A resident contacted Cairns Snake Catchers after they noticed a noise coming from the backyard pool filter shelter.
Cairns Snake Catcher Matt Hagan was called to remove the snake from the house in the Trinity Beach area.
A python was found next to a wet stuffed bear (in the photo) after it seemed to have eaten before regurgitating it, thinking that the toy was prey.
After the investigation, Mr. Hagan discovered that the four-meter snake was next to a wet teddy bear that was missing an eye.
According to Mr. Hagan, a potential prey smell in the stuffed animal could have triggered the snake and tricked him into believing that the teddy bear was a real prey.
"Pythons are famous for swallowing strange prey ranging from barbecue tongs to electric blankets or even curtains," he told The Cairns Post.

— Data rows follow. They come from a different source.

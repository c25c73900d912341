//! Team extraction from raw OCR text
//!
//! OCR flattens a team screenshot into loosely ordered lines mixing player
//! rows with UI chrome. The pipeline classifies lines, validates candidate
//! names, resolves captain and vice-captain markers, escalates through
//! progressively looser passes when too few players were found, and finally
//! assembles a deduplicated `ExtractionResult`.

pub mod assemble;
pub mod classifier;
pub mod leadership;
pub mod passes;
pub mod rules;
pub mod validator;

use crate::error::OcrError;
use serde::Serialize;

/// Players in a complete team
pub const EXPECTED_PLAYERS: usize = 11;

/// Below this many players the looser passes run and the result is partial
pub const MIN_CONFIDENT_PLAYERS: usize = 8;

/// A trimmed, non-empty line of OCR output
#[derive(Debug, Clone, PartialEq, Eq)]
pub struct Line {
    pub text: String,
    pub index: usize,
}

/// Split recognized text on any line break, trimming and dropping empty lines
pub fn split_lines(raw: &str) -> Vec<Line> {
    raw.split(['\r', '\n'])
        .map(str::trim)
        .filter(|text| !text.is_empty())
        .enumerate()
        .map(|(index, text)| Line {
            text: text.to_string(),
            index,
        })
        .collect()
}

/// Player category announced by the most recent role header
#[derive(Debug, Clone, Copy, PartialEq, Eq, Default, Serialize)]
#[serde(rename_all = "snake_case")]
pub enum RoleContext {
    #[default]
    Unknown,
    WicketKeeper,
    Batter,
    Bowler,
    AllRounder,
}

/// A player accepted by one of the passes
#[derive(Debug, Clone, PartialEq, Eq, Serialize)]
pub struct PlayerCandidate {
    #[serde(skip)]
    pub raw_line: String,
    #[serde(rename = "name")]
    pub cleaned_name: String,
    pub role: RoleContext,
    #[serde(rename = "isCaptain")]
    pub is_captain: bool,
    #[serde(rename = "isViceCaptain")]
    pub is_vice_captain: bool,
}

/// The team recovered from one image
#[derive(Debug, Clone, PartialEq, Eq, Serialize)]
pub struct ExtractionResult {
    pub players: Vec<String>,
    pub captain: String,
    pub vice_captain: String,
    #[serde(rename = "playerDetails")]
    pub player_details: Vec<PlayerCandidate>,
    #[serde(rename = "extractedCount")]
    pub extracted_count: usize,
    #[serde(rename = "expectedCount")]
    pub expected_count: usize,
    #[serde(rename = "rawText")]
    pub raw_text: String,
}

impl ExtractionResult {
    /// Fewer players than needed to trust the result without manual review
    pub fn is_partial(&self) -> bool {
        self.extracted_count < MIN_CONFIDENT_PLAYERS
    }
}

/// Extraction result together with what each pass contributed
#[derive(Debug, Clone)]
pub struct Extraction {
    pub result: ExtractionResult,
    pub passes: Vec<passes::PassReport>,
}

/// Run the full pipeline over raw OCR text
pub fn extract(raw_text: &str) -> Result<Extraction, OcrError> {
    if raw_text.trim().is_empty() {
        return Err(OcrError::NoTextDetected);
    }

    let lines = split_lines(raw_text);
    let outcome = passes::run(&lines);
    let result = assemble::assemble(raw_text, outcome.candidates, &outcome.leaders);

    tracing::info!(
        "Extracted {}/{} players over {} pass(es), captain: {:?}, vice-captain: {:?}",
        result.extracted_count,
        EXPECTED_PLAYERS,
        outcome.reports.len(),
        result.captain,
        result.vice_captain
    );

    Ok(Extraction {
        result,
        passes: outcome.reports,
    })
}

#[cfg(test)]
mod tests {
    use super::passes::PassKind;
    use super::*;

    const ROSTER: &str = "Virat Kohli (c)\nRohit Sharma (vc)\nMS Dhoni\nJasprit Bumrah\nRavindra Jadeja\nKL Rahul\nHardik Pandya\nR Ashwin\nYuzvendra Chahal\nBhuvneshwar Kumar\nMohammed Shami";

    fn assert_invariants(result: &ExtractionResult) {
        assert!(result.players.len() <= EXPECTED_PLAYERS);
        assert_eq!(result.extracted_count, result.players.len());
        assert_eq!(result.player_details.len(), result.players.len());
        assert_eq!(result.expected_count, EXPECTED_PLAYERS);
        for (i, a) in result.players.iter().enumerate() {
            for b in &result.players[i + 1..] {
                assert!(!a.eq_ignore_ascii_case(b), "duplicate {a:?} / {b:?}");
            }
        }
        for leader in [&result.captain, &result.vice_captain] {
            if !leader.is_empty() {
                assert!(
                    result.players.iter().any(|p| p.eq_ignore_ascii_case(leader)),
                    "{leader:?} is not a player"
                );
            }
        }
    }

    fn kinds(extraction: &Extraction) -> Vec<PassKind> {
        extraction.passes.iter().map(|p| p.kind).collect()
    }

    #[test]
    fn test_split_lines_trims_and_drops_empties() {
        let lines = split_lines("  Virat Kohli \r\n\r\n\tMS Dhoni\rKL Rahul\n   \n");
        let texts: Vec<&str> = lines.iter().map(|l| l.text.as_str()).collect();
        assert_eq!(texts, vec!["Virat Kohli", "MS Dhoni", "KL Rahul"]);
        assert_eq!(lines[2].index, 2);
    }

    #[test]
    fn test_bracket_markers_roster() {
        let extraction = extract(ROSTER).unwrap();
        let result = &extraction.result;
        assert_invariants(result);
        assert_eq!(result.players.len(), 11);
        assert_eq!(result.captain, "Virat Kohli");
        assert_eq!(result.vice_captain, "Rohit Sharma");
        assert!(result.player_details[0].is_captain);
        assert!(result.player_details[1].is_vice_captain);
        assert_eq!(result.raw_text, ROSTER);
    }

    #[test]
    fn test_colon_labels_roster() {
        let text = ROSTER
            .replace("Virat Kohli (c)", "Captain: Virat Kohli")
            .replace("Rohit Sharma (vc)", "Vice Captain: Rohit Sharma");
        let result = extract(&text).unwrap().result;
        assert_invariants(&result);
        assert_eq!(result.players.len(), 11);
        assert_eq!(result.captain, "Virat Kohli");
        assert_eq!(result.vice_captain, "Rohit Sharma");
    }

    #[test]
    fn test_selection_prompt_is_not_a_player() {
        let text = format!("Choose your Captain and Vice Captain\n{}", ROSTER);
        let result = extract(&text).unwrap().result;
        assert_invariants(&result);
        assert_eq!(result.players.len(), 11);
        assert_eq!(result.players[0], "Virat Kohli");
        assert_eq!(result.players[10], "Mohammed Shami");
        assert_eq!(result.captain, "Virat Kohli");
        assert_eq!(result.vice_captain, "Rohit Sharma");
    }

    #[test]
    fn test_chrome_around_label_is_dropped() {
        let text = ROSTER.replace("Virat Kohli (c)", "Team captain: Virat Kohli");
        let result = extract(&text).unwrap().result;
        assert_invariants(&result);
        assert_eq!(result.players[0], "Virat Kohli");
        assert_eq!(result.captain, "Virat Kohli");
    }

    #[test]
    fn test_badge_lines_below_players() {
        let text = ROSTER
            .replace("Virat Kohli (c)", "Virat Kohli\nC")
            .replace("Rohit Sharma (vc)", "Rohit Sharma\nVC");
        let result = extract(&text).unwrap().result;
        assert_invariants(&result);
        assert_eq!(result.players.len(), 11);
        assert_eq!(result.captain, "Virat Kohli");
        assert_eq!(result.vice_captain, "Rohit Sharma");
    }

    #[test]
    fn test_structured_pass_alone_suffices() {
        let extraction = extract(ROSTER).unwrap();
        assert_eq!(kinds(&extraction), vec![PassKind::Structured]);
    }

    #[test]
    fn test_team_code_is_noise() {
        let text = format!("CSK\n{}", ROSTER);
        let result = extract(&text).unwrap().result;
        assert!(!result.players.iter().any(|p| p.eq_ignore_ascii_case("CSK")));
        assert_eq!(result.players.len(), 11);

        let alone = extract("CSK").unwrap().result;
        assert!(alone.players.is_empty());
        assert_invariants(&alone);
    }

    #[test]
    fn test_aggressive_pass_fills_shortfall() {
        // The last two lines are too long for the structured pass
        let text = "Virat Kohli\nRohit Sharma\nMS Dhoni\nJasprit Bumrah\nRavindra Jadeja\nKL Rahul\nRahmanullah Gurbaz Afghanistan\nMujeeb Ur Rahman Zadran Afghan";
        let extraction = extract(text).unwrap();
        assert_eq!(
            kinds(&extraction),
            vec![PassKind::Structured, PassKind::Aggressive]
        );
        assert_eq!(extraction.passes[0].added, 6);
        assert_eq!(extraction.passes[1].added, 2);
        assert_eq!(extraction.result.players.len(), 8);
        assert_invariants(&extraction.result);
    }

    #[test]
    fn test_surname_pass_runs_last() {
        let text = "Virat Kohli\nRohit Sharma\nMS Dhoni\nJasprit Bumrah\nRavindra Jadeja\nALI\nRAO\nXYZ";
        let extraction = extract(text).unwrap();
        assert_eq!(
            kinds(&extraction),
            vec![
                PassKind::Structured,
                PassKind::Aggressive,
                PassKind::Surname
            ]
        );
        let result = &extraction.result;
        assert_eq!(result.players.len(), 7);
        assert!(result.players.contains(&"ALI".to_string()));
        assert!(result.players.contains(&"RAO".to_string()));
        assert!(!result.players.contains(&"XYZ".to_string()));
        assert!(result.is_partial());
        assert_invariants(result);
    }

    #[test]
    fn test_noisy_screenshot() {
        let text = "Team Preview\n100 Credits Left\nWICKET-KEEPERS\nRishabh Pant\n9.5\nBATTERS\nVirat Kohli (C)\nShubman Gill\nSuryakumar Yadav\nALL-ROUNDERS\nHardik Pandya (VC)\nRavindra Jadeja\nAxar Patel\nBOWLERS\nJasprit Bumrah\nKuldeep Yadav\nMohammed Siraj\nArshdeep Singh\nIND\nAUS\nSave Team\nNext";
        let result = extract(text).unwrap().result;
        assert_invariants(&result);
        assert_eq!(result.players.len(), 11);
        assert_eq!(result.captain, "Virat Kohli");
        assert_eq!(result.vice_captain, "Hardik Pandya");
        assert_eq!(result.player_details[0].role, RoleContext::WicketKeeper);
        assert_eq!(result.player_details[1].role, RoleContext::Batter);
        assert_eq!(result.player_details[4].role, RoleContext::AllRounder);
        assert_eq!(result.player_details[7].role, RoleContext::Bowler);
        assert!(!result.players.iter().any(|p| p == "Next"));
    }

    #[test]
    fn test_truncates_to_eleven() {
        let text = format!("{}\nShubman Gill\nRishabh Pant", ROSTER);
        let result = extract(&text).unwrap().result;
        assert_eq!(result.players.len(), 11);
        assert_eq!(result.players[10], "Mohammed Shami");
        assert_invariants(&result);
    }

    #[test]
    fn test_idempotent() {
        let text = format!("Team Preview\n{}\nCaptain\n12.5 pts", ROSTER);
        assert_eq!(extract(&text).unwrap().result, extract(&text).unwrap().result);
    }

    #[test]
    fn test_empty_text_is_no_text() {
        assert!(matches!(extract(""), Err(OcrError::NoTextDetected)));
        assert!(matches!(extract("  \n\t\r\n "), Err(OcrError::NoTextDetected)));
    }

    #[test]
    fn test_serialized_field_names() {
        let result = extract(ROSTER).unwrap().result;
        let json = serde_json::to_value(&result).unwrap();
        assert_eq!(json["captain"], "Virat Kohli");
        assert_eq!(json["vice_captain"], "Rohit Sharma");
        assert_eq!(json["extractedCount"], 11);
        assert_eq!(json["expectedCount"], 11);
        assert_eq!(json["playerDetails"][0]["name"], "Virat Kohli");
        assert_eq!(json["playerDetails"][0]["isCaptain"], true);
        assert_eq!(json["playerDetails"][1]["isViceCaptain"], true);
        assert_eq!(json["playerDetails"][0]["role"], "unknown");
        assert!(json["playerDetails"][0].get("raw_line").is_none());
        assert!(json["rawText"].as_str().unwrap().contains("MS Dhoni"));
    }
}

The amelia of Morelia, more commonly known as the python, is known to be the longest snake in Australia, which can grow up to seven meters in length.
Amelia de Morelia, more commonly known as the python, is known to be the longest snake in Australia, which can grow up to seven meters in length (pictured)
The shrub thickets are also known to be good tree climbers due to their muscular bodies. This is also where they typically wait for their prey.
These pythons are typically yellowish brown or purple brown with brown or cream spots on their bodies.
Sweeping pythons are not uncommon in Queensland, as they are known to live in rainforests and in thickets.